Markup | Genome Research

Figure 3.

vcMSA alignments are frequently more accurate than previous methods, particularly for alignments with low levels of sequence identity. We benchmarked our implementation of vcMSA on sets of 20 sequences from each of 147 gold-standard multiple sequence alignments from the QuanTest2 data set. (A) We compare our method to eight state-of-the-art algorithms for sequence alignment. Each point corresponds to one protein MSA and is colored by its sequence identity. Each panel is a tilted scatterplot of relative performance of each other algorithm tested against vcMSA by total column score of produced alignments. Points to the right of the vertical dashed line are alignments where vcMSA outperformed the other method.

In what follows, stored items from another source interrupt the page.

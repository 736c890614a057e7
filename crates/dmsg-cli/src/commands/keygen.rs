//! Key pair generation

use std::path::PathBuf;

use anyhow::{Context, Result};

use crate::output::print_success;
use dmsg_core::config::{self, KeysConfig};
use dmsg_protocol::cipher::generate_deterministic_keypair;

/// Generate a key pair, print it, and optionally save it as TOML
///
/// With a `seed` the pair is derived deterministically.
pub fn keygen_command(seed: Option<&str>, output: Option<&PathBuf>) -> Result<()> {
    let keys = match seed {
        Some(seed) => {
            let (public_key, secret_key) = generate_deterministic_keypair(seed.as_bytes());
            KeysConfig {
                public_key,
                secret_key,
            }
        }
        None => KeysConfig::generate(),
    };

    println!("public_key: {}", keys.public_key);
    println!("secret_key: {}", keys.secret_key.to_hex());

    if let Some(path) = output {
        config::save_config(path, &keys)
            .with_context(|| format!("Failed to write keys to {:?}", path))?;
        print_success(&format!("Saved keys to {:?}", path));
    }

    Ok(())
}
//! appnet: network-typed dialing and listening for apps
//!
//! An [`Addr`] names a network type plus a public key and port. A
//! [`Networkers`] registry maps each [`NetType`] to the [`Networker`] that
//! serves it: the [`SkywireNetworker`] bridges a route-group layer, the
//! [`DmsgNetworker`] bridges a dmsg client. Every [`Conn`] and listener
//! gives its local port back exactly once, however it is closed.

pub mod addr;
pub mod conn;
pub mod dmsg_net;
pub mod error;
pub mod gateway;
pub mod networker;
pub mod skynet;

pub use addr::{Addr, NetType};
pub use conn::{Conn, RawConn};
pub use dmsg_net::DmsgNetworker;
pub use error::AppnetError;
pub use gateway::{AppGateway, AppGatewayClient, ConnInfo};
pub use networker::{Listener, Networker, Networkers};
pub use skynet::{RouteGroup, RouteGroupLayer, SkywireNetworker};

pub type Result<T> = std::result::Result<T, AppnetError>;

The number of alignments to the left or right of the line is in gold. vcMSA performs better on more test sets than all other tested algorithms. The point lying on the right axis line is the Asp_Glu_race_D alignment, which all other algorithms perform poorly on (TC score ∼0). (B) We compare the median total column score of vcMSA alignments to MAFFT-GINSI and Clustal Omega alignments, grouping alignments by sequence identity bins. We observe increased scores for vcMSA at low sequence identities. (C) We show median total column scores for structured portions and full gold-standard reference alignments for all algorithms, separated by sequence identity bin.